Question

I know it is relatively easy to compute the sets of k-nearest neighbours from a Voronoi tessellations. What about the reverse problem? I already have the set of k-nearest neighbours (in 3D) and I would like to compute the volumes and centres of the Voronoi cells. Intuitively, there should be an O(n) algorithm that does that, right?

Has anyone seen something like this implemented somewhere?

Thanks in advance

PS: I assume that no Voronoi cell has more than k edges (this prior knowledge on the location of the points is probably what makes it possible to compute the diagram in O(n), independently of the dimensionality).

PPS: I further assume that for a given point, the vertices of the Voronoi cell belong to the set of kNN (see comments below).

Was it helpful?

Solution

You can build the VD as follows. A point P and one of its k nearest neighbors Q define a half-plane H(P,Q) equidistant to both P and Q, and a half-space H+(P,Q) with boundary H and containing P. Then the Voronoi cell of P is the intersection of the H+(P,Q) for all Q in the k nearest neighbors of P. Building this intersection is very closely related to the Vertex Enumeration Problem: http://en.wikipedia.org/wiki/Vertex_enumeration_problem

You need to have enough neighbors to be sure that the correct VD is constructed and I'm not sure that your assumptions guarantee that. The only sure thing is that the real Voronoi cell of a point P is included in the cell that the algorithm above constructs.

OTHER TIPS

While there should be an intuitive algorithm, I don't think that there actually is one. While I have no formal proof (and couldn't make one up that fast), consider the following argument:

Consider the case where the k-nearest neighbouring points K of a point P are all to one side of P, i.e. there is a plane through P such that all points in K are on one side of the plane. The boundary of the Voronoi cell of P can then not be computed, in any way, from the points in K. This argument holds for any k, and I can't see any way how an algorithm could detect the presence of any point on the other side of P by nearest-neighbour analysis. Therefore, I argue that the Voronoi diagram contains more information than the k-nearest neighbours statistic and therefore the transformation from Voronoi to kNN is an irreversible reduction.

On the other hand, Hugo Ledoux has developed a n log n average case algorithm for Voronoization, you might consider that solution.

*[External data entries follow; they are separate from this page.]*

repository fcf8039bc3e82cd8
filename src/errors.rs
// src/errors.rs

//! Failure taxonomy for a notebook run.
//!
//! Each variant maps to one stage of the run so the caller can tell them
//! apart (and decide whether the exit status must be non-zero):
//! - `Setup`: contexts, layout, secrets, installation, parameters file
//! - `Execution`: the notebook execution call failed or its task panicked
//! - `Watch`: the progress watch task panicked
//! - `Conversion`: HTML conversion failed after a successful execution

use thiserror::Error;

#[derive(Error, Debug, Clone, PartialEq, Eq)]
pub enum RunnerError {
    #[error("Setup failed: {0}")]
    Setup(String),

    #[error("Notebook execution failed: {0}")]
    Execution(String),

    #[error("Progress watch failed: {0}")]
    Watch(String),

    #[error("HTML conversion failed: {0}")]
    Conversion(String),
}

impl RunnerError {
    /// Build a `Setup` error from any error chain, keeping every cause.
    pub fn setup(err: impl Into<anyhow::Error>) -> Self {
        RunnerError::Setup(format!("{:#}", err.into()))
    }
}

pub type Result<T> = std::result::Result<T, RunnerError>;
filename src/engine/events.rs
use crate::execution_id::ExecutionId;
use std::time::SystemTime;

#[derive(Debug, Clone, PartialEq, Eq)]
pub enum ExecutionEventKind {
    ExecutionStarted,
    ExecutionFinished { ok: bool },
    ExecutionFailed { message: String },
    WatchStarted,
    /// Last lines of the progress log at one poll.
    ProgressPolled { lines: Vec<String> },
    WatchStopped,
}

#[derive(Debug, Clone)]
pub struct ExecutionEvent {
    pub execution_id: ExecutionId,
    pub kind: ExecutionEventKind,
    pub timestamp: SystemTime,
}

impl ExecutionEvent {
    pub fn new(execution_id: &ExecutionId, kind: ExecutionEventKind) -> Self {
        Self {
            execution_id: execution_id.clone(),
            kind,
            timestamp: SystemTime::now(),
        }
    }
}
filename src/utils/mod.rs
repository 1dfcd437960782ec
pub mod error;
pub mod logger;
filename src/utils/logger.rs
use tracing_subscriber::{layer::SubscriberExt, util::SubscriberInitExt, EnvFilter};

pub fn init_cli_logger(verbose: bool) {
    let filter = if verbose {
        EnvFilter::try_from_default_env()
            .unwrap_or_else(|_| EnvFilter::new("small_atlas=debug,info"))
    } else {
        EnvFilter::try_from_default_env().unwrap_or_else(|_| EnvFilter::new("small_atlas=info"))
    };

    tracing_subscriber::registry()
        .with(filter)
        .with(
            tracing_subscriber::fmt::layer()
                .with_target(false)
                .with_thread_ids(false)
                .with_file(false)
                .with_line_number(false)
                .compact(),
        )
        .init();
}
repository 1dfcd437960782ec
use clap::{Parser, Subcommand};

#[derive(Debug, Clone, Parser)]
#[command(name = "atlas")]
#[command(about = "Query and merge cities of a country described in a TOML file")]
pub struct CliConfig {
    /// Path to the country description file
    pub country_file: String,

    #[command(subcommand)]
    pub command: Command,

    #[arg(long, global = true, help = "Enable verbose output")]
    pub verbose: bool,
}

#[derive(Debug, Clone, Subcommand)]
pub enum Command {
    /// Print every city of the country
    Show,
    /// Print the total number of residents
    Residents,
    /// Print the greedy longest-distance estimate between city centers
    Longest {
        /// Use the exhaustive all-pairs maximum instead of the greedy scan
        #[arg(long)]
        exact: bool,
    },
    /// List the cities whose centers lie north of the named city
    NorthOf { city: String },
    /// Print the southernmost city
    Southernmost,
    /// Merge two cities and print the result
    Unify { city1: String, city2: String },
}
pub mod config;
pub mod domain;
pub mod utils;

pub use config::{CliConfig, Command, CountryFile};
pub use domain::city::City;
pub use domain::country::{Country, MAX_CITIES};
pub use domain::point::Point;
pub use utils::error::{AtlasError, Result};
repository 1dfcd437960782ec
use small_atlas::{Country, MAX_CITIES};

fn sample_country() -> Country {
    let mut country = Country::new("Atlantis");
    country.add_city("Alpha", 0.0, 0.0, 1.0, 1.0, 10, 2);
    country.add_city("Beta", 10.0, 5.0, 9.0, 4.0, 20, 3);
    country.add_city("Gamma", -5.0, -5.0, -4.0, -4.0, 30, 1);
    country
}

#[test]
fn test_num_of_residents_sums_all_cities() {
    let country = sample_country();
    assert_eq!(country.num_of_residents(), 60);
    assert_eq!(Country::new("Empty").num_of_residents(), 0);
}

#[test]
fn test_capacity_limit_rejects_overflow() {
    let mut country = Country::new("Crowded");
    for i in 0..MAX_CITIES {
        assert!(country.add_city(format!("City{i}"), 0.0, 0.0, 0.0, 0.0, 1, 1));
    }
    assert!(!country.add_city("OneTooMany", 0.0, 0.0, 0.0, 0.0, 1, 1));
    assert_eq!(country.len(), MAX_CITIES);
    assert_eq!(country.num_of_residents(), MAX_CITIES as u64);
}

#[test]
fn test_longest_distance_collinear_cities() {
    let mut country = Country::new("Line");
    country.add_city("A", 0.0, 0.0, 0.0, 0.0, 1, 1);
    country.add_city("B", 5.0, 0.0, 0.0, 0.0, 1, 1);
    country.add_city("C", 10.0, 0.0, 0.0, 0.0, 1, 1);
    assert_eq!(country.longest_distance(), 10.0);
}

#[test]
fn test_longest_distance_needs_two_cities() {
    let mut country = Country::new("Tiny");
    assert_eq!(country.longest_distance(), 0.0);
    country.add_city("Solo", 3.0, 4.0, 0.0, 0.0, 1, 1);
    assert_eq!(country.longest_distance(), 0.0);
}

#[test]
fn test_cities_north_of_unknown_reference() {
    let country = sample_country();
    assert_eq!(
        country.cities_north_of("Nowhere"),
        "There is no city with the name Nowhere"
    );
}

#[test]
fn test_cities_north_of_none_found() {
    let country = sample_country();
    // Beta has the northernmost center, nothing lies above it
    assert_eq!(
        country.cities_north_of("Beta"),
        "There are no cities north of Beta"
    );
}

#[test]
fn test_cities_north_of_lists_matches_from_both_ends() {
    let mut country = Country::new("Atlantis");
    country.add_city("Ref", 0.0, 0.0, 0.0, 0.0, 1, 1);
    country.add_city("North1", 1.0, 3.0, 1.0, 3.0, 1, 1);
    country.add_city("South", 1.0, -3.0, 1.0, -3.0, 1, 1);
    country.add_city("North2", 2.0, 7.0, 2.0, 7.0, 1, 1);

    let listing = country.cities_north_of("Ref");
    assert!(listing.starts_with("The cities north of Ref are:\n\n"));
    // two-pointer order: ends first, so North2 (rightmost) precedes North1
    let north2_at = listing.find("City Name: North2").unwrap();
    let north1_at = listing.find("City Name: North1").unwrap();
    assert!(north2_at < north1_at);
    assert!(!listing.contains("City Name: South\n"));
    assert!(!listing.contains("City Name: Ref\n"));
}

#[test]
fn test_cities_north_of_skips_reference_city() {
    let mut country = Country::new("Atlantis");
    country.add_city("Low", 0.0, 0.0, 0.0, 0.0, 1, 1);
    country.add_city("High", 0.0, 9.0, 0.0, 9.0, 1, 1);
    let listing = country.cities_north_of("Low");
    assert_eq!(listing.matches("City Name:").count(), 1);
    assert!(listing.contains("City Name: High"));
}

#[test]
fn test_southernmost_city() {
    assert!(Country::new("Empty").southernmost_city().is_none());

    let mut single = Country::new("Single");
    single.add_city("Only", 4.0, 4.0, 0.0, 0.0, 1, 1);
    assert_eq!(single.southernmost_city().unwrap().name(), "Only");

    let country = sample_country();
    assert_eq!(country.southernmost_city().unwrap().name(), "Gamma");
}

#[test]
fn test_country_display_lists_cities_in_order() {
    let mut country = Country::new("Atlantis");
    country.add_city("Alpha", 0.0, 0.0, 1.0, 1.0, 10, 2);
    country.add_city("Beta", 10.0, 5.0, 9.0, 4.0, 20, 3);

    let rendered = country.to_string();
    let expected = "Cities of Atlantis:\n\n\
                    City Name: Alpha\n\
                    City Center: (0,0)\n\
                    Central Station: (1,1)\n\
                    Number of Residents: 10\n\
                    Number of Neighborhoods: 2\n\
                    \n\
                    City Name: Beta\n\
                    City Center: (10,5)\n\
                    Central Station: (9,4)\n\
                    Number of Residents: 20\n\
                    Number of Neighborhoods: 3\n";
    assert_eq!(rendered, expected);
}
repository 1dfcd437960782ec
use thiserror::Error;

#[derive(Error, Debug)]
pub enum AtlasError {
    #[error("IO error: {0}")]
    IoError(#[from] std::io::Error),

    #[error("TOML parsing error: {0}")]
    TomlError(#[from] toml::de::Error),

    #[error("Configuration error in field '{field}': {message}")]
    ConfigError { field: String, message: String },
}

pub type Result<T> = std::result::Result<T, AtlasError>;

Edit: My argument is probably still too complex. Simple thought about kNN: Consider a cluster of k points that are the kNN to each other. The kNN subgraph for these points is disconnected from all other points, making the construction of a Voronoi diagram impossible. Or, in other terms, the Voronoi diagram contains the k-nearest neighbours for any k, thus cannot be reconstructed from any finite k.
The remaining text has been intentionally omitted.